Son of Fukushima

Rebuilding an ancestral home in the wake of nuclear disaster

Son of Fukushima Combining live-action and animation, Son of Fukushima tells the heart-rending story of a family profoundly impacted by not one but two nuclear tragedies: Hiroshima and Fukushima. Against the backdrop of the world’s largest radiological clean-up, the film follows the family for five years as they live through the unthinkable: a second nuclear disaster. This is a universal and deeply personal story about the inevitabilities of aging, the sacrifices made for those we love, and the relationship between man and nature.

The Producers


Beth Balaban - Director / Producer / Director of Photography

Beth Balaban is a multimedia producer and documentary filmmaker based in Massachusetts. She focuses on quiet stories of everyday heroes, often incorporating animation into her work. She is co‐founder of The Non‐Fiction Cartel, a short‐form documentary film collaborative in New England. She works as a producer and cinematographer on feature documentaries including Beyond Belief, The List, Second Chance Kids, The Peacemaker and Dawnland. Son of Fukushima is her directorial debut.

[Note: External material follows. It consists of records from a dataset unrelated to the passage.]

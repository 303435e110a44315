//! The orthogonal path engine
//!
//! Owns a connector's waypoint sequence and everything that keeps it
//! orthogonal: axis alternation, collinear pruning, the two-point degenerate
//! split, and the rectangular detour ("break") spliced in next to an endpoint
//! when the straight approach would cut through the anchored shape.
//!
//! Both endpoints run the same little state machine independently:
//!
//! ```text
//!          probe hits obstacle              sign test clears
//! Intact ------------------------> Broken ------------------> Intact
//!   |  insert 2-point detour         |  retract detour, drop 2 points
//!   |  renormalize                   |  renormalize
//! ```
//!
//! While a break is active the detour waypoints sit at fixed indices next to
//! their endpoint (2 and 3 from the start, len-4 and len-3 from the end), and
//! the pruning pass leaves that window alone until the detour is retracted.

use tracing::debug;

use crate::geometry::{midpoint, Direction, KeyAllocator, Point, Vec2};

/// Routing state of one connector endpoint
#[derive(Debug, Clone, Copy, PartialEq, Eq, Default)]
pub enum BreakState {
    /// Direct orthogonal approach to the anchor
    #[default]
    Intact,
    /// A two-point rectangular detour routes around the anchored shape
    Broken,
}

impl BreakState {
    pub fn is_broken(self) -> bool {
        matches!(self, BreakState::Broken)
    }
}

/// An orthogonal polyline with per-endpoint break state
#[derive(Debug, Clone, Default)]
pub struct OrthoPath {
    points: Vec<Point>,
    start_break: BreakState,
    end_break: BreakState,
}
//! Orthowire - the geometry engine of a diagram editor
//!
//! Orthowire models polygonal shapes and the orthogonal connector lines that
//! link them, and keeps every connector correctly routed as shapes move,
//! resize, or regenerate. Connector endpoints bind to shape boundary edges
//! through key-based anchors; paths re-derive themselves incrementally and
//! detour around a shape when the straight approach would cross it.
//!
//! Rendering, persistence, and input handling are left to the host
//! application: it draws `waypoints()`, and it calls the movement entry
//! points when the user drags things.
//!
//! # Example
//!
//! ```rust
//! use orthowire::{Diagram, ShapeKind};
//!
//! let mut diagram = Diagram::new();
//! let a = diagram.add_shape(ShapeKind::Rectangle, 100.0, 100.0, 80.0, 40.0);
//! let b = diagram.add_shape(ShapeKind::Rectangle, 300.0, 100.0, 80.0, 40.0);
//! let wire = diagram.connect(a, b).unwrap();
//!
//! diagram.move_shape(b, 0.0, 200.0).unwrap();
//!
//! // the connector stayed attached and fully orthogonal
//! let path = diagram.connector(wire).unwrap().waypoints();
//! assert!(path.windows(2).all(|w| w[0].x == w[1].x || w[0].y == w[1].y));
//! ```

pub mod connector;
pub mod diagram;
pub mod error;
pub mod geometry;
pub mod palette;
pub mod shape;
pub mod style;

pub use connector::anchor::{Anchor, AnchorHost, EdgeRef, ElementId};
pub use connector::path::BreakState;
pub use connector::Connector;
pub use diagram::{ConnectorId, Diagram, ShapeId};
pub use error::DiagramError;
pub use geometry::{BoundingBox, Direction, KeyAllocator, Point, RoutingConfig, Vec2, VertexKey};
pub use palette::{Palette, PaletteError};
pub use shape::{Shape, ShapeKind};
pub use style::{Color, ConnectorStyle, ShapeStyle};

Beth Murphy - Director / Producer

Beth Murphy is a cinematic, social justice, and social impact journalist and filmmaker. She is the founder of Principle Pictures and director/producer/executive producer for more than 20 documentaries, including six award-winning feature films, news reports, podcasts, and photo series. Her work premiers at top-tier film festivals globally and can be found across national and international media outlets, including PBS (POV, Independent Lens, FRONTLINE and NewsHour), The New York Times (Op-Docs & Opinion Video), TIME, History Channel, The Sundance Channel, Discovery Networks, Lifetime, ABC News, Reveal from the Center for Investigative Reporting, The Washington Post, PRI The World, NHK, Canal Vie, and many others. Through targeted impact campaigns, she raises awareness and promotes action for issues that demand social change. An impact campaign with her film What Tomorrow Brings succeeded in building a women’s college in rural Afghanistan. Murphy’s work on social justice, women’s and children's rights, girls’ education, climate change, conflict and migration, forgiveness and reconciliation, indigenous rights, and the human consequences of war have been honored with: Emmy Award, World Press Photo Award, Overseas Press Club Award, Scripps Howard Award, National Headliner Award, Webby Award, RTNDA Edward R. Murrow Award, AWRT’s Gracie Allen Award, One Shared World International Outreach Award, and Alfred I. duPont-Columbia University Award.